(DEU) TOMs ungenügend - 9,55 Mio € Bußgeld für 1&1
Arnold Redhammer | 11.December 2019Artikelinhalt
Wenn es der Ex-Frau möglich ist, die Telefonnummer des Ex-Mannes lediglich mit dessen Namen und dessen Geburtsdatum zu erhalten, dann ist das dem Bundesdatenschutzbeauftragten 9,55 Mio € Bußgeld wert. So die Schilderungen von 1&1.
Die Behörde sieht in dem Fall, dass es „keine hinreichenden technisch-organisatorischen Maßnahmen gegeben habe, um zu verhindern, dass Unberechtigte bei der telefonischen Kundenbetreuung Auskünfte zu Kundendaten erhalten können“
Wie bereits im September angekündigt machen die Deutschen Behörden mittlerweile Ernst.
Der Bundesdatenschutzbeauftragte Ulrich Kelber moniert, dass es bei 1&1 besonders einfach ist "weitreichende Informationen zu weiteren personenbezogenen Kundendaten" zu erhalten.
Das Abfragen von Name und Geburtsdatum ist schlicht zu wenig um personenbezogene Daten vor dem Einblick durch Dritte zu schützen, stellt die Aufsichtsbehörde zu Recht fest.
Die Bundesdatenschutzbehörde sieht darin einen Verstoß gegen Artikel 32 DSGVO, nach dem Unternehmen geeignete technische und organisatorische Maßnahmen ergreifen müssen, um die Verarbeitung personenbezogener Daten systematisch zu schützen.
1& 1 hat bereits im Laufe des Ermittlungsverfahrens zugesichert, dass der „Authentifizierungsprozess durch die Abfrage zusätzlicher Angaben stärker abgesichert“ wird und vor allem interessant, „ein neues, technisch und datenschutzrechtlich deutlich verbessertes Authentifizierungsverfahren“ einführen will - warum nicht gleich könnte man fragen.
Das Bußgeld wird schlicht und einfach damit begründet, dass es sich um einen grundlegenden strukturellen Mangel handelt.
Zu beachten sei, dass „unter anderem der Verstoß nicht nur auf einen geringen Teil der Kunden begrenzt (war), sondern ein Risiko für den gesamten Kundenbestand darstellte“.
Da 1&1 bereits von Beginn an Einsichtigkeit und Kooperationsbereitschaft zeigte, wurde vom Bundesdatenschutzbeauftragten lediglich eine Strafe im „unteren Bereich des möglichen Bußgeldrahmens“ verhängt.
1&1 wird natürlich berufen, da jedoch Aussagen gefallen sind, nach denen aus Sicht des Unternehmens die DSGVO keine Kopplung der Bußgeldhöhe an Unternehmensumsätze vorsieht, sollte man sich vorher offensichtlich noch intensiver mit der DSGVO befassen.

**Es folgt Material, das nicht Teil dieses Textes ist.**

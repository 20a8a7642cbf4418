//! The expression builder
//!
//! An [`Expression`] accumulates pattern text from chained calls. Anchors
//! live in a separate prefix and suffix so they can be toggled at any point
//! in the chain; everything else is appended to the body.
//!
//! ```
//! use verex::verex;
//!
//! let mut url = verex();
//! url.start_of_line()
//!     .then("http")
//!     .maybe("s")
//!     .then("://")
//!     .maybe("www.")
//!     .anything_but(" ")
//!     .end_of_line();
//!
//! assert!(url.test("https://www.example.com")?);
//! assert!(!url.test("ftp://example.com")?);
//! # Ok::<(), verex::EngineError>(())
//! ```

use std::borrow::Cow;
use std::fmt;

use super::engine::{
    AutoEngine, CompiledRegex, Engine, EngineError, EngineType, ForcedEngine, Match,
};
use super::flags::{Flag, Flags};
use super::pattern::{write_literal, Pattern};
use super::sanitize::{CharSet, Literal};

/// A regular expression under construction.
///
/// Chain methods mutate in place and return `&mut Self`. Nothing is
/// validated while building; an invalid pattern is reported by the engine
/// when the expression is compiled.
#[derive(Debug, Clone, PartialEq)]
pub struct Expression {
    prefix: String,
    /// Finished branches of an alternation, oldest first
    alternatives: Vec<String>,
    /// Branch currently being appended to
    current: String,
    suffix: String,
    flags: Flags,
    open_captures: usize,
}

/// Creates an empty expression with the default `gm` flags
pub fn verex() -> Expression {
    Expression::new()
}

impl Default for Expression {
    fn default() -> Self {
        Self::new()
    }
}

impl Expression {
    pub fn new() -> Self {
        Self {
            prefix: String::new(),
            alternatives: Vec::new(),
            current: String::new(),
            suffix: String::new(),
            flags: Flags::default(),
            open_captures: 0,
        }
    }

    /// Escapes `value` for literal insertion
    pub fn sanitize<'a>(value: impl Into<Literal<'a>>) -> String {
        super::sanitize::sanitize(value)
    }

    // Accessors

    /// `^` or empty
    pub fn prefix(&self) -> &str {
        &self.prefix
    }

    /// `$` or empty
    pub fn suffix(&self) -> &str {
        &self.suffix
    }

    /// The body between the anchors
    pub fn source(&self) -> Cow<'_, str> {
        if self.alternatives.is_empty() {
            return Cow::Borrowed(&self.current);
        }

        let mut body = String::from("(?:");
        for branch in &self.alternatives {
            body.push_str(branch);
            body.push('|');
        }
        body.push_str(&self.current);
        body.push(')');
        Cow::Owned(body)
    }

    /// Prefix, body and suffix
    pub fn pattern(&self) -> String {
        format!("{}{}{}", self.prefix, self.source(), self.suffix)
    }

    pub fn flags(&self) -> &Flags {
        &self.flags
    }

    /// Captures opened by [`begin_capture`](Self::begin_capture) and not yet closed
    pub fn open_captures(&self) -> usize {
        self.open_captures
    }

    // Building

    /// Appends a sanitized value
    pub fn add<'a>(&mut self, value: impl Into<Literal<'a>>) -> &mut Self {
        let fragment = value.into().sanitize();
        self.push(&fragment)
    }

    /// Appends pattern text as-is
    pub fn add_raw(&mut self, fragment: &str) -> &mut Self {
        self.push(fragment)
    }

    pub fn start_of_line(&mut self) -> &mut Self {
        self.start_of_line_if(true)
    }

    pub fn start_of_line_if(&mut self, enable: bool) -> &mut Self {
        self.prefix = if enable { "^" } else { "" }.to_string();
        self
    }

    pub fn end_of_line(&mut self) -> &mut Self {
        self.end_of_line_if(true)
    }

    pub fn end_of_line_if(&mut self, enable: bool) -> &mut Self {
        self.suffix = if enable { "$" } else { "" }.to_string();
        self
    }

    /// Appends `value` as a non-capturing group
    pub fn then<'a>(&mut self, value: impl Into<Literal<'a>>) -> &mut Self {
        self.group(&value.into().sanitize(), "")
    }

    /// Same as [`then`](Self::then)
    pub fn find<'a>(&mut self, value: impl Into<Literal<'a>>) -> &mut Self {
        self.then(value)
    }

    /// Appends `value` as an optional group
    pub fn maybe<'a>(&mut self, value: impl Into<Literal<'a>>) -> &mut Self {
        self.group(&value.into().sanitize(), "?")
    }

    /// Closes the current branch and starts a new alternative.
    ///
    /// The finished branches and the new one render as a single
    /// non-capturing alternation, so the anchors apply to all of them.
    pub fn or(&mut self) -> &mut Self {
        let branch = std::mem::take(&mut self.current);
        self.alternatives.push(branch);
        self
    }

    /// [`or`](Self::or) followed by [`then`](Self::then)
    pub fn or_then<'a>(&mut self, value: impl Into<Literal<'a>>) -> &mut Self {
        self.or().then(value)
    }

    /// Zero or more of any character
    pub fn anything(&mut self) -> &mut Self {
        self.push("(?:.*)")
    }

    /// Zero or more characters not in `chars`
    pub fn anything_but<'a>(&mut self, chars: impl Into<CharSet<'a>>) -> &mut Self {
        let class = chars.into().sanitize();
        self.group(&format!("[^{}]*", class), "")
    }

    /// One or more of any character
    pub fn something(&mut self) -> &mut Self {
        self.push("(?:.+)")
    }

    /// One or more characters not in `chars`
    pub fn something_but<'a>(&mut self, chars: impl Into<CharSet<'a>>) -> &mut Self {
        let class = chars.into().sanitize();
        self.group(&format!("[^{}]+", class), "")
    }

    /// Exactly one character from `chars`
    pub fn any_of<'a>(&mut self, chars: impl Into<CharSet<'a>>) -> &mut Self {
        let class = chars.into().sanitize();
        self.group(&format!("[{}]", class), "")
    }

    /// Same as [`any_of`](Self::any_of)
    pub fn any<'a>(&mut self, chars: impl Into<CharSet<'a>>) -> &mut Self {
        self.any_of(chars)
    }

    /// Fails if `value` is at the current position, otherwise matches anything
    pub fn not<'a>(&mut self, value: impl Into<Literal<'a>>) -> &mut Self {
        let value = value.into().sanitize();
        self.group(&format!("(?!{}).*", value), "")
    }

    /// Character class built from `from, to` pairs; a trailing unpaired
    /// bound is dropped.
    pub fn range<'a, I, L>(&mut self, bounds: I) -> &mut Self
    where
        I: IntoIterator<Item = L>,
        L: Into<Literal<'a>>,
    {
        let bounds: Vec<String> = bounds.into_iter().map(|b| b.into().sanitize()).collect();

        let mut class = String::from("[");
        for pair in bounds.chunks_exact(2) {
            class.push_str(&pair[0]);
            class.push('-');
            class.push_str(&pair[1]);
        }
        class.push(']');
        self.push(&class)
    }

    // Special characters

    /// A single `\r\n`, `\r` or `\n`
    pub fn line_break(&mut self) -> &mut Self {
        self.push(r"(?:\r\n|\r|\n)")
    }

    /// Same as [`line_break`](Self::line_break)
    pub fn br(&mut self) -> &mut Self {
        self.line_break()
    }

    pub fn tab(&mut self) -> &mut Self {
        self.push(r"(?:\t)")
    }

    /// One or more word characters
    pub fn word(&mut self) -> &mut Self {
        self.push(r"(?:\w+)")
    }

    pub fn digit(&mut self) -> &mut Self {
        self.push(r"(?:\d)")
    }

    pub fn whitespace(&mut self) -> &mut Self {
        self.push(r"(?:\s)")
    }

    // Modifiers

    /// Adds a flag letter; adding one that is already set does nothing
    pub fn add_modifier(&mut self, letter: char) -> &mut Self {
        self.flags.insert(letter);
        self
    }

    /// Removes a flag letter if present
    pub fn remove_modifier(&mut self, letter: char) -> &mut Self {
        self.flags.remove(letter);
        self
    }

    pub fn with_any_case(&mut self) -> &mut Self {
        self.with_any_case_if(true)
    }

    pub fn with_any_case_if(&mut self, enable: bool) -> &mut Self {
        self.flags.set(Flag::IgnoreCase, enable);
        self
    }

    /// Only the first match is found or replaced
    pub fn stop_at_first(&mut self) -> &mut Self {
        self.stop_at_first_if(true)
    }

    pub fn stop_at_first_if(&mut self, enable: bool) -> &mut Self {
        self.flags.set(Flag::Global, !enable);
        self
    }

    /// `^` and `$` match only at the start and end of the whole input
    pub fn search_one_line(&mut self) -> &mut Self {
        self.search_one_line_if(true)
    }

    pub fn search_one_line_if(&mut self, enable: bool) -> &mut Self {
        self.flags.set(Flag::Multiline, !enable);
        self
    }

    // Loops

    /// Repeats the previous unit one or more times
    pub fn one_or_more(&mut self) -> &mut Self {
        self.push("+")
    }

    /// Repeats the previous unit zero or more times
    pub fn multiple(&mut self) -> &mut Self {
        self.multiple_with(None, None, None)
    }

    /// Zero or more repetitions of `value`
    pub fn multiple_of<'a>(&mut self, value: impl Into<Literal<'a>>) -> &mut Self {
        self.multiple_with(Some(value.into()), None, None)
    }

    /// At least `lower` repetitions of `value`
    pub fn multiple_at_least<'a>(
        &mut self,
        value: impl Into<Literal<'a>>,
        lower: usize,
    ) -> &mut Self {
        self.multiple_with(Some(value.into()), Some(lower), None)
    }

    /// Between `lower` and `upper` repetitions of `value`
    pub fn multiple_between<'a>(
        &mut self,
        value: impl Into<Literal<'a>>,
        lower: usize,
        upper: usize,
    ) -> &mut Self {
        self.multiple_with(Some(value.into()), Some(lower), Some(upper))
    }

    /// Appends `value` as a group when given, then a quantifier: `*` with
    /// no bounds, `{lower,}` with only a lower bound, `{lower,upper}` with
    /// both. An upper bound alone appends no quantifier.
    pub fn multiple_with(
        &mut self,
        value: Option<Literal<'_>>,
        lower: Option<usize>,
        upper: Option<usize>,
    ) -> &mut Self {
        if let Some(value) = value {
            self.group(&value.sanitize(), "");
        }

        match (lower, upper) {
            (None, None) => self.push("*"),
            (Some(lower), None) => self.push(&format!("{{{},}}", lower)),
            (Some(lower), Some(upper)) => self.push(&format!("{{{},{}}}", lower, upper)),
            (None, Some(_)) => self,
        }
    }

    /// Quantifies the previous unit: `{n}` for one bound, `{lower,upper}`
    /// for two. Any other number of bounds leaves the pattern unchanged.
    pub fn repeat_previous(&mut self, bounds: &[usize]) -> &mut Self {
        match bounds {
            [n] => self.push(&format!("{{{}}}", n)),
            [lower, upper] => self.push(&format!("{{{},{}}}", lower, upper)),
            _ => self,
        }
    }

    // Capture groups

    pub fn begin_capture(&mut self) -> &mut Self {
        self.open_captures += 1;
        self.push("(")
    }

    /// Closes a capture group; not checked against `begin_capture`
    pub fn end_capture(&mut self) -> &mut Self {
        self.open_captures = self.open_captures.saturating_sub(1);
        self.push(")")
    }

    // Compilation and matching

    /// Compiles with automatic engine selection
    pub fn to_regex(&self) -> Result<Pattern, EngineError> {
        self.compile_with(&AutoEngine)
    }

    /// Compiles with the given engine only
    pub fn to_regex_with(&self, engine: EngineType) -> Result<Pattern, EngineError> {
        self.compile_with(&ForcedEngine(engine))
    }

    /// Compiles with a caller-supplied engine
    pub fn compile_with<E: Engine>(
        &self,
        engine: &E,
    ) -> Result<Pattern<E::Compiled>, EngineError> {
        let source = self.pattern();
        let compiled = engine.compile(&source, &self.flags)?;
        Ok(Pattern::new(source, self.flags.clone(), compiled))
    }

    pub fn test(&self, input: &str) -> Result<bool, EngineError> {
        self.to_regex()?.test(input)
    }

    pub fn exec(&self, input: &str) -> Result<Option<Match>, EngineError> {
        self.to_regex()?.exec(input)
    }

    /// All matches when global, otherwise at most the first
    pub fn matches(&self, input: &str) -> Result<Vec<Match>, EngineError> {
        self.to_regex()?.matches(input)
    }

    pub fn replace(&self, input: &str, replacement: &str) -> Result<String, EngineError> {
        self.to_regex()?.replace(input, replacement)
    }

    fn push(&mut self, fragment: &str) -> &mut Self {
        self.current.push_str(fragment);
        self
    }

    fn group(&mut self, inner: &str, quantifier: &str) -> &mut Self {
        self.current.push_str("(?:");
        self.current.push_str(inner);
        self.current.push(')');
        self.current.push_str(quantifier);
        self
    }
}

impl fmt::Display for Expression {
    fn fmt(&self, f: &mut fmt::Formatter<'_>) -> fmt::Result {
        write_literal(f, &self.pattern(), &self.flags)
    }
}

impl<'a> From<&'a Expression> for Literal<'a> {
    fn from(expression: &'a Expression) -> Self {
        Literal::Source(Cow::Owned(expression.pattern()))
    }
}

impl TryFrom<&Expression> for Pattern<CompiledRegex> {
    type Error = EngineError;

    fn try_from(expression: &Expression) -> Result<Self, Self::Error> {
        expression.to_regex()
    }
}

Ich kann mich dunkel erinnern vor langer Zeit schon etwas von 2% bzw. 4% vom Globalen Umsatz gelesen zu haben ;)
Wie Ist dieses Urteil generell einzuordnen?
Wie netzpolitik.org sehr schön zusammen fasst: Strukturelle Mängel werden offenbar langsam richtig teuer!
Erst die Berliner Datenschutzbeauftragte im Fall Deutsche Wohnen jetzt der Bundesdatenschutbeauftragte mit einem strukturellen Mangel - Millionen-Bußgelder verhängt.